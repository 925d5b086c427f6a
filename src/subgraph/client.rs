//! Subgraph client
//!
//! Every query walks pages sequentially. A chain without a configured
//! subgraph yields an empty result and a warning rather than an error.

use super::pagination::{
    append_time_ordered, collect_pages, collect_time_ordered_pages, walk_nested_pages, Page,
    ParentAccumulator,
};
use super::queries::{
    self, ACCOUNTS_ROOT, DRAWS_ROOT, PRIZE_CLAIMS_ROOT, USERS_ROOT, VAULT_OBSERVATIONS_ROOT,
};
use super::types::{
    parse_account, parse_draw, parse_observation, parse_prize, parse_user, Fetched,
};
use super::{extract_root, GraphQlRequest, SubgraphError, SubgraphTransport};
use super::{SubgraphDraw, SubgraphPrize, TwabObservation, VaultObservations};
use crate::config::{ChainRegistry, DEFAULT_PAGE_SIZE};
use crate::telemetry::{increment_counter, CounterMetric};
use alloy::primitives::Address;
use serde_json::Value;
use std::collections::HashSet;
use std::sync::Arc;

/// Client for the prize protocol subgraphs of all configured chains
pub struct SubgraphClient<T> {
    registry: Arc<ChainRegistry>,
    transport: T,
    page_size: usize,
}

impl<T: SubgraphTransport> SubgraphClient<T> {
    pub fn new(registry: Arc<ChainRegistry>, transport: T) -> Self {
        Self {
            registry,
            transport,
            page_size: DEFAULT_PAGE_SIZE,
        }
    }

    /// Override the number of records requested per page
    pub fn with_page_size(mut self, page_size: usize) -> Self {
        self.page_size = page_size.max(1);
        self
    }

    pub fn page_size(&self) -> usize {
        self.page_size
    }

    pub fn transport(&self) -> &T {
        &self.transport
    }

    /// All draws with their prize claims, ascending by draw ID
    pub async fn get_paginated_draws(
        &self,
        chain_id: u64,
    ) -> Result<Vec<SubgraphDraw>, SubgraphError> {
        let Some(url) = self.endpoint(chain_id) else {
            return Ok(Vec::new());
        };

        let mut draws: ParentAccumulator<u32, SubgraphDraw> = ParentAccumulator::new();

        walk_nested_pages(
            self.page_size,
            move |draw_page, claim_page| async move {
                let request = queries::draws_query(draw_page, claim_page);
                let values = self.fetch_root(chain_id, url, &request, DRAWS_ROOT).await?;
                Ok(self.parse_page(chain_id, values, parse_draw))
            },
            |page: Vec<Fetched<SubgraphDraw>>| {
                for fetched in page {
                    let draw = self.take_record(chain_id, fetched);
                    draws.merge(draw.id, draw, |existing, more| {
                        existing.prize_claims.extend(more.prize_claims)
                    });
                }
            },
        )
        .await?;

        let mut draws = draws.into_vec();
        draws.sort_by_key(|d| d.id);
        for draw in &mut draws {
            draw.prize_claims.sort_by_key(|c| c.timestamp);
        }

        tracing::info!(chain_id, draws = draws.len(), "Fetched draws from subgraph");
        Ok(draws)
    }

    /// Prize claims won by `user`, ascending by timestamp
    pub async fn get_user_prizes(
        &self,
        chain_id: u64,
        user: Address,
    ) -> Result<Vec<SubgraphPrize>, SubgraphError> {
        let Some(url) = self.endpoint(chain_id) else {
            return Ok(Vec::new());
        };

        let prizes = collect_pages(self.page_size, move |page| async move {
            let request = queries::user_prizes_query(user, page);
            let values = self
                .fetch_root(chain_id, url, &request, PRIZE_CLAIMS_ROOT)
                .await?;
            Ok(self.parse_flat_page(chain_id, values, |v| parse_prize(v, None)))
        })
        .await?;

        // Several prizes can share a timestamp, so duplicates are matched by ID
        let mut seen = HashSet::new();
        let mut prizes: Vec<SubgraphPrize> = prizes
            .into_iter()
            .filter(|p| seen.insert(p.id.clone()))
            .collect();
        prizes.sort_by_key(|p| p.timestamp);

        tracing::info!(chain_id, %user, prizes = prizes.len(), "Fetched user prizes from subgraph");
        Ok(prizes)
    }

    /// TWAB observations of `user`, grouped by vault
    pub async fn get_user_observations(
        &self,
        chain_id: u64,
        user: Address,
    ) -> Result<Vec<VaultObservations>, SubgraphError> {
        let Some(url) = self.endpoint(chain_id) else {
            return Ok(Vec::new());
        };

        let mut vaults: ParentAccumulator<Address, VaultObservations> = ParentAccumulator::new();

        walk_nested_pages(
            self.page_size,
            move |account_page, observation_page| async move {
                let request =
                    queries::user_observations_query(user, account_page, observation_page);
                let values = self.fetch_root(chain_id, url, &request, ACCOUNTS_ROOT).await?;
                Ok(self.parse_page(chain_id, values, parse_account))
            },
            |page: Vec<Fetched<VaultObservations>>| {
                for fetched in page {
                    let account = self.take_record(chain_id, fetched);
                    vaults.merge(account.vault, account, |existing, more| {
                        append_time_ordered(&mut existing.observations, more.observations)
                    });
                }
            },
        )
        .await?;

        let mut vaults = vaults.into_vec();
        for vault in &mut vaults {
            vault.observations.sort_by_key(|o| o.timestamp);
        }

        tracing::info!(
            chain_id,
            %user,
            vaults = vaults.len(),
            "Fetched user observations from subgraph"
        );
        Ok(vaults)
    }

    /// Total supply observations of one vault, ascending by timestamp
    pub async fn get_vault_observations(
        &self,
        chain_id: u64,
        vault: Address,
    ) -> Result<Vec<TwabObservation>, SubgraphError> {
        let Some(url) = self.endpoint(chain_id) else {
            return Ok(Vec::new());
        };

        let mut observations = collect_time_ordered_pages(self.page_size, move |page| async move {
            let request = queries::vault_observations_query(vault, page);
            let values = self
                .fetch_root(chain_id, url, &request, VAULT_OBSERVATIONS_ROOT)
                .await?;
            Ok(self.parse_flat_page(chain_id, values, parse_observation))
        })
        .await?;
        observations.sort_by_key(|o| o.timestamp);

        tracing::info!(
            chain_id,
            %vault,
            observations = observations.len(),
            "Fetched vault observations from subgraph"
        );
        Ok(observations)
    }

    /// Every depositor wallet address, de-duplicated in first-seen order
    pub async fn get_wallet_addresses(&self, chain_id: u64) -> Result<Vec<Address>, SubgraphError> {
        let Some(url) = self.endpoint(chain_id) else {
            return Ok(Vec::new());
        };

        let addresses = collect_pages(self.page_size, move |page| async move {
            let request = queries::users_query(page);
            let values = self.fetch_root(chain_id, url, &request, USERS_ROOT).await?;
            Ok(self.parse_flat_page(chain_id, values, parse_user))
        })
        .await?;

        let mut seen = HashSet::new();
        let addresses: Vec<Address> = addresses.into_iter().filter(|a| seen.insert(*a)).collect();

        tracing::info!(
            chain_id,
            wallets = addresses.len(),
            "Fetched wallet addresses from subgraph"
        );
        Ok(addresses)
    }

    fn endpoint(&self, chain_id: u64) -> Option<&str> {
        let url = self.registry.subgraph_url(chain_id);
        if url.is_none() {
            tracing::warn!(chain_id, "No subgraph configured for chain, returning empty result");
        }
        url
    }

    async fn fetch_root(
        &self,
        chain_id: u64,
        url: &str,
        request: &GraphQlRequest,
        root: &str,
    ) -> Result<Vec<Value>, SubgraphError> {
        increment_counter(CounterMetric::SubgraphPages, chain_id, 1);

        let response = self.transport.post(url, request).await?;

        if let Some(errors) = response.get("errors") {
            tracing::warn!(chain_id, root, errors = %errors, "Subgraph query returned errors");
        }

        let items = extract_root(&response, root);
        tracing::debug!(
            chain_id,
            root,
            variables = %request.variables,
            count = items.len(),
            "Fetched subgraph page"
        );

        Ok(items)
    }

    /// Parse parent records, dropping those that fail
    fn parse_page<P>(
        &self,
        chain_id: u64,
        values: Vec<Value>,
        parse: impl Fn(Value) -> Result<Fetched<P>, SubgraphError>,
    ) -> Page<Fetched<P>> {
        let returned = values.len();
        let items = values
            .into_iter()
            .filter_map(|v| match parse(v) {
                Ok(fetched) => Some(fetched),
                Err(e) => {
                    self.report_invalid(chain_id, &e);
                    None
                }
            })
            .collect();

        Page::new(items, returned)
    }

    /// Parse flat records, dropping those that fail
    fn parse_flat_page<R>(
        &self,
        chain_id: u64,
        values: Vec<Value>,
        parse: impl Fn(Value) -> Result<R, SubgraphError>,
    ) -> Page<R> {
        let returned = values.len();
        let items = values
            .into_iter()
            .filter_map(|v| match parse(v) {
                Ok(record) => Some(record),
                Err(e) => {
                    self.report_invalid(chain_id, &e);
                    None
                }
            })
            .collect();

        Page::new(items, returned)
    }

    /// Unwrap a parent, reporting any children that failed to parse
    fn take_record<P>(&self, chain_id: u64, fetched: Fetched<P>) -> P {
        for error in &fetched.errors {
            self.report_invalid(chain_id, error);
        }
        fetched.record
    }

    fn report_invalid(&self, chain_id: u64, error: &SubgraphError) {
        tracing::warn!(chain_id, error = %error, "Skipping invalid subgraph record");
        increment_counter(CounterMetric::SubgraphRecordsSkipped, chain_id, 1);
    }
}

• ASSIGNMENT: For the word "configured", return every line of the records that holds it.

• RESPONSE FOR THIS EXERCISE:
//! Every query walks pages sequentially. A chain without a configured
/// Client for the prize protocol subgraphs of all configured chains
            tracing::warn!(chain_id, "No subgraph configured for chain, returning empty result");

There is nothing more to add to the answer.